This problems are designed to help you practice the concepts covered in the lectures. Not all problems may be covered in the tutorial, those left out are for additional practice on your own.

\(\theta\).1#

Find the inverse matrix for the following matrix or show that it does not exist:

\[\begin{split} A=\left(\begin{array}{cc} 3 & -2 \\ 6 & 4 \end{array}\right) \end{split}\]

[Haeusslerย Jr and Paul, 1987] Section 8.6, Example 3, Part (b)

Note that

\[ \operatorname{det}(A)=(3)(4)-(-2)(6)=12-(-12)=12+12=24 \neq 0 \text {. } \]

Thus we know that \(A\) is non-singular, so that \(A^{-1}\) exists. We will use the adjoint matrix method to find it. Note that

\[\begin{split} \begin{array}{l} C_{11}=(-1)^{1+1} \operatorname{det}((4))=(-1)^{2}(4)=(1)(4)=4, \\ C_{12}=(-1)^{1+2} \operatorname{det}((6))=(-1)^{3}(6)=(-1)(6)=-6, \\ C_{21}=(-1)^{2+1} \operatorname{det}((-2))=(-1)^{3}(-2)=(-1)(-2)=2, \end{array} \end{split}\]

and

\[ C_{22}=(-1)^{2+2} \operatorname{det}((3))=(-1)^{4}(3)=(1)(3)=3 \text {. } \]

Hence the cofactor matrix associated with \(A\) is

\[\begin{split} C_{A}=\left(\begin{array}{cc} 4 & -6 \\ 2 & 3 \end{array}\right) \end{split}\]

This means that the adjoint matrix associated with \(A\) is

\[\begin{split} \operatorname{Adj}(A)=C_{A}^{T}=\left(\begin{array}{cc} 4 & 2 \\ -6 & 3 \end{array}\right) \end{split}\]

Thus the inverse matrix for \(A\) is

\[\begin{split} A^{-1}=\frac{1}{\operatorname{det}(A)} \operatorname{Adj}(A)=\frac{1}{24} A d j(A)=\left(\begin{array}{cc} \frac{1}{6} & \frac{1}{12} \\ \frac{-1}{4} & \frac{1}{8} \end{array}\right) . \end{split}\]

\(\theta\).2#

Find the inverse matrix for the following matrix or show that it does not exist:

\[\begin{split} B=\left(\begin{array}{ccc} 1 & -2 & 1 \\ 2 & -1 & 5 \\ 1 & 1 & 4 \end{array}\right) \text {. } \end{split}\]

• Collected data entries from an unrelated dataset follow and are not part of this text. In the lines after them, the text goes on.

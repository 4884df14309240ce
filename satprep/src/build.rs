//! Building problems from the ingestion paths.
//!
//! Every entry point produces a [`GenFormula`] first, then runs it through the one shared
//! accumulation routine: reduce each constraint, merge the forced literals into the model and
//! close the result under propagation. Logical unsatisfiability is never an error here, it is
//! reported as [`Status::Unsat`](crate::problem::Status::Unsat) on the returned problem.

use std::io;

use anyhow::Error;
use log::info;

use satprep_dimacs::DimacsParser;
use satprep_formula::{GenClause, GenFormula, InvalidLiteral, Lit};
use satprep_pbs::PbsParser;

use crate::problem::{Problem, UnitMerge};
use crate::reduce::{reduce, Reduction};
use crate::simplify::simplify;

/// A cardinality constraint over external signed-integer literals.
///
/// At least `at_least` of the listed literals must be true.
#[derive(Clone, Debug)]
pub struct CardConstr {
    pub lits: Vec<isize>,
    pub at_least: i64,
}

/// A weighted pseudo-Boolean constraint over external signed-integer literals.
///
/// The weights of the true literals must sum to at least `at_least`. `weights` is aligned
/// positionally with `lits`.
#[derive(Clone, Debug)]
pub struct PbConstr {
    pub lits: Vec<isize>,
    pub weights: Vec<i64>,
    pub at_least: i64,
}

impl Problem {
    /// Normalize a formula of generalized clauses.
    ///
    /// This is the common back half of every ingestion path. Constraints are reduced in input
    /// order; the first unsatisfiable constraint or contradicting forced literal settles the
    /// problem as unsatisfiable without inspecting the remaining input.
    pub fn from_formula(formula: GenFormula) -> Problem {
        let (var_count, constrs) = formula.into_parts();

        let mut problem = Problem {
            var_count,
            ..Problem::default()
        };

        for constr in constrs {
            match reduce(constr) {
                Reduction::Trivial => {}
                Reduction::Unsat => {
                    problem.model.set_var_count(problem.var_count);
                    problem.mark_unsat();
                    return problem;
                }
                Reduction::Units(lits) => problem.units.extend(lits),
                Reduction::Keep(clause) => problem.clauses.push(clause),
            }
        }

        problem.model.set_var_count(problem.var_count);

        // Merge in input order, keeping each forced literal once.
        for unit in std::mem::take(&mut problem.units) {
            match problem.model.merge_unit(unit) {
                UnitMerge::Recorded => problem.units.push(unit),
                UnitMerge::AlreadyRecorded => {}
                UnitMerge::Conflict => {
                    problem.mark_unsat();
                    return problem;
                }
            }
        }

        simplify(&mut problem);
        problem
    }

    /// Normalize a slice of clauses in signed-integer literal form.
    ///
    /// An empty inner slice is the empty clause and makes the problem unsatisfiable, a
    /// single-element slice is a unit.
    pub fn from_clauses<C: AsRef<[isize]>>(clauses: &[C]) -> Result<Problem, InvalidLiteral> {
        let mut formula = GenFormula::new();
        for clause in clauses {
            formula.add_clause(&decode_lits(clause.as_ref())?);
        }
        Ok(Problem::from_formula(formula))
    }

    /// Normalize a list of cardinality constraints.
    pub fn from_card_constrs(constrs: &[CardConstr]) -> Result<Problem, InvalidLiteral> {
        let mut formula = GenFormula::new();
        for constr in constrs {
            formula.add_constr(GenClause::cardinality(
                &decode_lits(&constr.lits)?,
                constr.at_least,
            ));
        }
        Ok(Problem::from_formula(formula))
    }

    /// Normalize a list of weighted pseudo-Boolean constraints.
    pub fn from_pb_constrs(constrs: &[PbConstr]) -> Result<Problem, InvalidLiteral> {
        let mut formula = GenFormula::new();
        for constr in constrs {
            formula.add_constr(GenClause::weighted(
                &decode_lits(&constr.lits)?,
                &constr.weights,
                constr.at_least,
            ));
        }
        Ok(Problem::from_formula(formula))
    }

    /// Read and normalize a formula in DIMACS CNF format.
    pub fn from_dimacs(input: impl io::Read) -> Result<Problem, Error> {
        let formula = DimacsParser::parse(input)?;
        info!(
            "parsed CNF formula with {} variables and {} clauses",
            formula.var_count(),
            formula.len()
        );
        Ok(Problem::from_formula(formula))
    }

    /// Read and normalize a formula in the PBS pseudo-Boolean format.
    ///
    /// Relational constraints are lowered with the direct encoding.
    pub fn from_pbs(input: impl io::Read) -> Result<Problem, Error> {
        let formula = PbsParser::parse(input)?;
        info!(
            "parsed PBS formula with {} variables and {} clauses",
            formula.var_count(),
            formula.len()
        );
        Ok(Problem::from_formula(formula))
    }
}

fn decode_lits(values: &[isize]) -> Result<Vec<Lit>, InvalidLiteral> {
    values.iter().map(|&value| Lit::try_from_dimacs(value)).collect()
}
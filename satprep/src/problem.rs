//! Normalized problems and their root-level models.
use satprep_formula::{GenClause, Lit, Var};

/// Satisfiability status of a problem.
///
/// Normalization itself only ever reports `Unknown` or `Unsat`. `Sat` belongs to the downstream
/// search engine, which reuses this status once it finds a satisfying assignment.
#[derive(Copy, Clone, Eq, PartialEq, Debug, Default)]
pub enum Status {
    #[default]
    Unknown,
    Sat,
    Unsat,
}

/// Outcome of merging a forced literal into a model.
#[derive(Copy, Clone, Debug, PartialEq, Eq)]
pub enum UnitMerge {
    /// The variable was free, the polarity is now recorded.
    Recorded,
    /// The same polarity was already recorded.
    AlreadyRecorded,
    /// The opposite polarity was already recorded.
    Conflict,
}

/// Root-level forced assignments, one polarity slot per variable.
///
/// The model stores polarity only. The search engine that consumes a normalized problem layers
/// decision depth on top of this in its own structures, normalization never needs it.
#[derive(Default, Clone, Debug)]
pub struct Model {
    assignment: Vec<Option<bool>>,
}

impl Model {
    /// Update structures for a new variable count.
    pub fn set_var_count(&mut self, count: usize) {
        self.assignment.resize(count, None);
    }

    /// Number of variable slots.
    pub fn var_count(&self) -> usize {
        self.assignment.len()
    }

    /// Current assignment as slice.
    pub fn assignment(&self) -> &[Option<bool>] {
        &self.assignment
    }

    /// Forced polarity of a variable, `None` while free.
    pub fn value(&self, var: Var) -> Option<bool> {
        self.assignment[var.index()]
    }

    /// Truth value of a literal under the model, `None` while its variable is free.
    pub fn lit_value(&self, lit: Lit) -> Option<bool> {
        self.assignment[lit.index()].map(|value| value ^ lit.is_negative())
    }

    pub fn lit_is_true(&self, lit: Lit) -> bool {
        self.assignment[lit.index()] == Some(lit.is_positive())
    }

    pub fn lit_is_false(&self, lit: Lit) -> bool {
        self.assignment[lit.index()] == Some(lit.is_negative())
    }

    /// Merge a forced literal into the model.
    ///
    /// This is the single merge rule shared by every ingestion path and by the simplifier: the
    /// first assignment of a variable is recorded, repeating it is a no-op, contradicting it is a
    /// conflict the caller must turn into an unsatisfiable status.
    pub fn merge_unit(&mut self, lit: Lit) -> UnitMerge {
        match self.lit_value(lit) {
            None => {
                self.assignment[lit.index()] = Some(lit.is_positive());
                UnitMerge::Recorded
            }
            Some(true) => UnitMerge::AlreadyRecorded,
            Some(false) => UnitMerge::Conflict,
        }
    }
}

/// A partially solved, simplified constraint set ready for a search engine.
///
/// Built by one of the `Problem::from_*` ingestion entry points, mutated only during that single
/// ingestion and simplification pass, then owned read-only by the caller.
#[derive(Default, Debug)]
pub struct Problem {
    pub(crate) var_count: usize,
    pub(crate) units: Vec<Lit>,
    pub(crate) model: Model,
    pub(crate) clauses: Vec<GenClause>,
    pub(crate) status: Status,
}

impl Problem {
    /// Number of distinct variables, the width of the model.
    pub fn var_count(&self) -> usize {
        self.var_count
    }

    /// Forced literals discovered during ingestion and simplification.
    pub fn units(&self) -> &[Lit] {
        &self.units
    }

    /// The root-level model.
    pub fn model(&self) -> &Model {
        &self.model
    }

    /// The residual clauses.
    ///
    /// Never contains a clause that is trivially true or contradicted under the model.
    pub fn clauses(&self) -> &[GenClause] {
        &self.clauses
    }

    /// Satisfiability status.
    ///
    /// A problem with no residual clauses and status `Unknown` is satisfiable by the recorded
    /// model, all remaining variables are free.
    pub fn status(&self) -> Status {
        self.status
    }

    pub fn is_unsat(&self) -> bool {
        self.status == Status::Unsat
    }

    /// Mark the problem unsatisfiable.
    ///
    /// The residual clauses are dropped, they carry no information once the whole problem is
    /// known to be unsatisfiable.
    pub(crate) fn mark_unsat(&mut self) {
        self.status = Status::Unsat;
        self.clauses.clear();
    }
}

#[cfg(test)]
mod tests {
    use super::*;

    use satprep_formula::lit;

    #[test]
    fn merge_unit_rule() {
        let mut model = Model::default();
        model.set_var_count(2);

        assert_eq!(model.merge_unit(lit!(1)), UnitMerge::Recorded);
        assert_eq!(model.merge_unit(lit!(1)), UnitMerge::AlreadyRecorded);
        assert_eq!(model.merge_unit(lit!(-1)), UnitMerge::Conflict);
        assert_eq!(model.merge_unit(lit!(-2)), UnitMerge::Recorded);

        assert_eq!(model.value(satprep_formula::var!(1)), Some(true));
        assert_eq!(model.value(satprep_formula::var!(2)), Some(false));
    }

    #[test]
    fn lit_values() {
        let mut model = Model::default();
        model.set_var_count(2);
        model.merge_unit(lit!(-1));

        assert!(model.lit_is_true(lit!(-1)));
        assert!(model.lit_is_false(lit!(1)));
        assert_eq!(model.lit_value(lit!(1)), Some(false));
        assert_eq!(model.lit_value(lit!(2)), None);
    }
}
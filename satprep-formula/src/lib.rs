//! Literal, clause and formula data types used by the satprep normalizer.

/// Shortcut for tests
#[cfg(any(test, feature = "internal-testing"))]
#[doc(hidden)]
#[macro_export]
macro_rules! lit {
    ($x:expr) => {
        $crate::lit::Lit::from_dimacs($x)
    };
}

/// Shortcut for tests
#[cfg(any(test, feature = "internal-testing"))]
#[doc(hidden)]
#[macro_export]
macro_rules! var {
    ($x:expr) => {
        $crate::lit::Var::from_dimacs($x)
    };
}

/// Shortcut for tests
#[cfg(any(test, feature = "internal-testing"))]
#[doc(hidden)]
#[macro_export]
macro_rules! lits {
    ( $( $x:expr ),* ) => { [ $( $crate::lit!( $x ) ),* ] };
    ( $( $x:expr ),* , ) => { $crate::lits! [ $( $x ),* ] };
}

/// Shortcut for tests
#[cfg(any(test, feature = "internal-testing"))]
#[doc(hidden)]
#[macro_export]
macro_rules! cnf {
    ( $( $( $x:expr ),* );* ; ) => { [ $( &[ $( $crate::lit!( $x ) ),* ] as &[$crate::Lit] ),* ] };
    ( $( $( $x:expr ),* );* ) => { [ $( &[ $( $crate::lit!( $x ) ),* ] as &[$crate::Lit] ),* ] };
}

pub mod constr;
pub mod lit;

pub use constr::{GenClause, GenFormula};
pub use lit::{InvalidLiteral, Lit, Var};
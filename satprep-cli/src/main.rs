use std::env;
use std::fs;
use std::io::{self, Write};
use std::path::{Path, PathBuf};

use anyhow::{bail, Context as _};
use clap::{Parser, ValueEnum};
use env_logger::{fmt, Builder, Target};
use log::{error, info};
use log::{Level, LevelFilter, Record};

use satprep::dimacs::write_dimacs;
use satprep::{GenFormula, Problem, Status};

#[derive(Copy, Clone, Debug, PartialEq, Eq, ValueEnum)]
enum Format {
    Cnf,
    Pbs,
}

/// Normalize a DIMACS CNF or PBS instance and report the outcome.
#[derive(Parser)]
#[command(name = "satprep", version, disable_help_subcommand = true)]
struct Args {
    /// The input file to use (stdin if omitted)
    input: Option<PathBuf>,

    /// Input format, guessed from the file extension when omitted
    #[arg(long, value_enum)]
    format: Option<Format>,

    /// Write the normalized problem as DIMACS CNF to the specified file
    ///
    /// Only possible while every residual clause is plain, i.e. for CNF input.
    #[arg(long, value_name = "FILE")]
    write_cnf: Option<PathBuf>,
}

fn main() {
    let exit_code = match main_with_err() {
        Err(err) => {
            error!("{:#}", err);
            1
        }
        Ok(exit_code) => exit_code,
    };
    std::process::exit(exit_code);
}

fn init_logging() {
    let format = |buf: &mut fmt::Formatter, record: &Record| {
        if record.level() == Level::Info {
            writeln!(buf, "c {}", record.args())
        } else {
            writeln!(buf, "c {}: {}", record.level(), record.args())
        }
    };

    let mut builder = Builder::new();
    builder
        .target(Target::Stdout)
        .format(format)
        .filter(None, LevelFilter::Info);

    if let Ok(ref env_var) = env::var("SATPREP_LOG") {
        builder.parse_filters(env_var);
    }

    builder.init();
}

fn guess_format(path: Option<&Path>) -> Format {
    match path.and_then(|path| path.extension()).and_then(|ext| ext.to_str()) {
        Some("pbs") | Some("opb") => Format::Pbs,
        _ => Format::Cnf,
    }
}

fn main_with_err() -> Result<i32, anyhow::Error> {
    let args = Args::parse();

    init_logging();
    info!("This is satprep {}", env!("CARGO_PKG_VERSION"));

    let format = args
        .format
        .unwrap_or_else(|| guess_format(args.input.as_deref()));

    let problem = match &args.input {
        Some(path) => {
            info!("Reading {}", path.display());
            let file = fs::File::open(path)
                .with_context(|| format!("Failed to open {}", path.display()))?;
            normalize(file, format)?
        }
        None => normalize(io::stdin().lock(), format)?,
    };

    info!(
        "Normalized problem: {} variables, {} forced literals, {} residual clauses",
        problem.var_count(),
        problem.units().len(),
        problem.clauses().len()
    );

    if let Some(path) = &args.write_cnf {
        write_residual_cnf(&problem, path)?;
    }

    match problem.status() {
        Status::Unsat => {
            println!("s UNSATISFIABLE");
            Ok(20)
        }
        _ => {
            if problem.clauses().is_empty() {
                info!("All clauses were eliminated, the recorded model satisfies the input");
            }
            println!("s UNKNOWN");
            if !problem.units().is_empty() {
                print!("v");
                for &unit in problem.units() {
                    print!(" {}", unit);
                }
                println!(" 0");
            }
            Ok(0)
        }
    }
}

fn normalize(input: impl io::Read, format: Format) -> Result<Problem, anyhow::Error> {
    match format {
        Format::Cnf => Problem::from_dimacs(input),
        Format::Pbs => Problem::from_pbs(input),
    }
}

/// Write the forced literals as unit clauses followed by the residual clauses.
fn write_residual_cnf(problem: &Problem, path: &Path) -> Result<(), anyhow::Error> {
    let mut formula = GenFormula::new();
    formula.set_var_count(problem.var_count());
    for &unit in problem.units() {
        formula.add_clause(&[unit]);
    }
    for clause in problem.clauses() {
        if !clause.is_plain() {
            bail!("Cannot write {} as CNF: not a plain clause", clause);
        }
        formula.add_constr(clause.clone());
    }

    let mut file = fs::File::create(path)
        .with_context(|| format!("Failed to create {}", path.display()))?;
    write_dimacs(&mut file, &formula)?;

    info!("Wrote normalized CNF to {}", path.display());

    Ok(())
}
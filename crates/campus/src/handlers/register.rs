//! Account registration handlers.

use axum::{
    extract::{rejection::JsonRejection, State},
    response::IntoResponse,
    Json,
};
use serde::Serialize;

use campus_auth::{CurrentUser, OptionalUser};
use campus_core::school::{RegisterStudentRequest, RegisterUserRequest, Role, Student, User};

use super::authz::{require_role, ADMIN_ONLY};
use super::{response, AppError};
use crate::state::AppState;

/// Roles allowed to enrol students.
const ENROLMENT_ROLES: &[Role] = &[Role::Admin, Role::Staff];

#[derive(Debug, Serialize)]
pub struct StudentAccount {
    pub user: User,
    pub student: Student,
}

/// POST /register
///
/// Open to anyone, except that ADMIN accounts can only be created by an
/// authenticated ADMIN.
pub async fn register_user(
    State(state): State<AppState>,
    OptionalUser(caller): OptionalUser,
    body: Result<Json<RegisterUserRequest>, JsonRejection>,
) -> Result<impl IntoResponse, AppError> {
    let Json(request) = body?;

    if request.role == Role::Admin {
        match caller.as_ref() {
            Some(caller) => require_role(caller, ADMIN_ONLY)?,
            None => {
                return Err(AppError::Forbidden(
                    "Only an administrator can register ADMIN accounts".to_string(),
                ))
            }
        }
    }

    let user = state.services.registration.register_user(request).await?;
    Ok(response::created("User registered", user))
}

/// POST /register/student
pub async fn register_student(
    State(state): State<AppState>,
    CurrentUser(caller): CurrentUser,
    body: Result<Json<RegisterStudentRequest>, JsonRejection>,
) -> Result<impl IntoResponse, AppError> {
    let Json(request) = body?;
    require_role(&caller, ENROLMENT_ROLES)?;

    let (user, student) = state.services.registration.register_student(request).await?;
    Ok(response::created(
        "Student registered",
        StudentAccount { user, student },
    ))
}
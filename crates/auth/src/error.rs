use axum::{
    http::StatusCode,
    response::{IntoResponse, Response},
    Json,
};
use serde_json::json;
use thiserror::Error;

/// Auth errors for the campus_auth crate.
///
/// This wraps the core `AuthError` and adds crate-specific error variants
/// for I/O operations that can't be in the functional core.
#[derive(Debug, Error)]
pub enum AuthError {
    /// Error from the core auth module (credentials, tokens, sessions)
    #[error(transparent)]
    Core(#[from] campus_core::auth::AuthError),

    /// No credentials were presented
    #[error("authentication required")]
    Unauthenticated,

    /// Malformed request body
    #[error("{0}")]
    BadRequest(String),

    /// Configuration error
    #[error("configuration error: {0}")]
    Config(String),

    /// Password hashing failed
    #[error("password hashing failed: {0}")]
    Hashing(String),
}

impl AuthError {
    pub fn storage(error: impl ToString) -> Self {
        Self::Core(campus_core::auth::AuthError::Storage(error.to_string()))
    }
}

impl IntoResponse for AuthError {
    fn into_response(self) -> Response {
        use campus_core::auth::AuthError as CoreError;

        let (status, message) = match &self {
            AuthError::Core(core_err) => match core_err {
                CoreError::InvalidCredentials
                | CoreError::InvalidToken(_)
                | CoreError::SessionNotFound
                | CoreError::SessionExpired
                | CoreError::AccountRemoved => (StatusCode::UNAUTHORIZED, self.to_string()),
                CoreError::Storage(_) => {
                    tracing::error!(error = %self, "Auth storage error");
                    (
                        StatusCode::INTERNAL_SERVER_ERROR,
                        "Internal server error".to_string(),
                    )
                }
            },
            AuthError::Unauthenticated => (StatusCode::UNAUTHORIZED, self.to_string()),
            AuthError::BadRequest(_) => (StatusCode::BAD_REQUEST, self.to_string()),
            AuthError::Config(_) | AuthError::Hashing(_) => {
                tracing::error!(error = %self, "Auth error");
                (
                    StatusCode::INTERNAL_SERVER_ERROR,
                    "Internal server error".to_string(),
                )
            }
        };

        (status, Json(json!({ "success": false, "message": message }))).into_response()
    }
}
//! Pure functions for mapping repository errors to HTTP status codes.

use super::RepositoryError;

/// Maps a [`RepositoryError`] to an HTTP status code.
///
/// - `NotFound` -> 404 (Not Found)
/// - `AlreadyExists` -> 409 (Conflict)
/// - `Referenced` -> 409 (Conflict)
/// - `ConnectionFailed` -> 503 (Service Unavailable)
/// - `QueryFailed` -> 500 (Internal Server Error)
/// - `Serialization` -> 500 (Internal Server Error)
/// - `InvalidData` -> 400 (Bad Request)
///
/// # Examples
///
/// ```
/// use campus_core::storage::{RepositoryError, repository_error_to_status_code};
///
/// let error = RepositoryError::NotFound {
///     entity_type: "Term",
///     id: "abc-123".to_string(),
/// };
/// assert_eq!(repository_error_to_status_code(&error), 404);
/// ```
pub fn repository_error_to_status_code(error: &RepositoryError) -> u16 {
    match error {
        RepositoryError::NotFound { .. } => 404,
        RepositoryError::AlreadyExists { .. } => 409,
        RepositoryError::Referenced { .. } => 409,
        RepositoryError::ConnectionFailed(_) => 503,
        RepositoryError::QueryFailed(_) => 500,
        RepositoryError::Serialization(_) => 500,
        RepositoryError::InvalidData(_) => 400,
    }
}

[Haeusslerย Jr and Paul, 1987] Section 8.6, Example 5

Note that

\[\begin{split} \begin{array}{ll} \operatorname{det}(B) &= b_{11} C_{11}+b_{12} C_{12}+b_{13} C_{13} \\ &= 1 C_{11}+(-2) C_{12}+1 C_{13} \\ &= 1(-1)^{1+1}\left|\begin{array}{ll} 1 & 5 \\ 1 & 4 \end{array}\right|-2(1)(-1)^{1+2}\left|\begin{array}{ll} 2 & 5 \\ 1 & 4 \end{array}\right| +1(-1)^{1+3}\left|\begin{array}{ll} 2 & 5 \\ 1 & 4 \end{array}\right| \\ &= 1(-1)^{2}(-4-5)-2(-1)^{3}(8-5)+1(-1)^{4}(2+1) \\ &= 1(1)(-9)-2(-1)(3)+1(1)(3) \\ &= -9+6+3 \\ &= 0 . \end{array} \end{split}\]

Since the determinant of the matrix \(B\) is zero, we know that \(B\) is a singular matrix. This means that it is not invertible, so that \(B^{-1}\) does not exist.

\(\theta\).3#

Apply Gauss-Jordan elimination to an appropriate augmented row matrix to solve the following system of equations:

\[\begin{split} \left\{\begin{array}{ccccc} 3 x+3 y+6 z & = & 12 & \cdots & (\text { Equation } 1) \\ x-3 y+5 z & = & 5 & \cdots & (\text { Equation } 2) \\ 2 x+10 y-3 z & = & 0 & \cdots & (\text { Equation } 3) \end{array}\right\} . \end{split}\]

[Bradley, 2013] Progress Exercises 9.3, Question 1

Consider the following system of three linear equations in three unknown variables:

\[\begin{split} \left\{\begin{array}{cccl} 3 x+3 y+6 z & =12 & \cdots & (\text { Equation } 1) \\ x-3 y+5 z & =5 & \cdots & (\text { Equation } 2) \\ 2 x+10 y-3 z & =0 & \cdots & (\text { Equation } 3) \end{array}\right\} . \end{split}\]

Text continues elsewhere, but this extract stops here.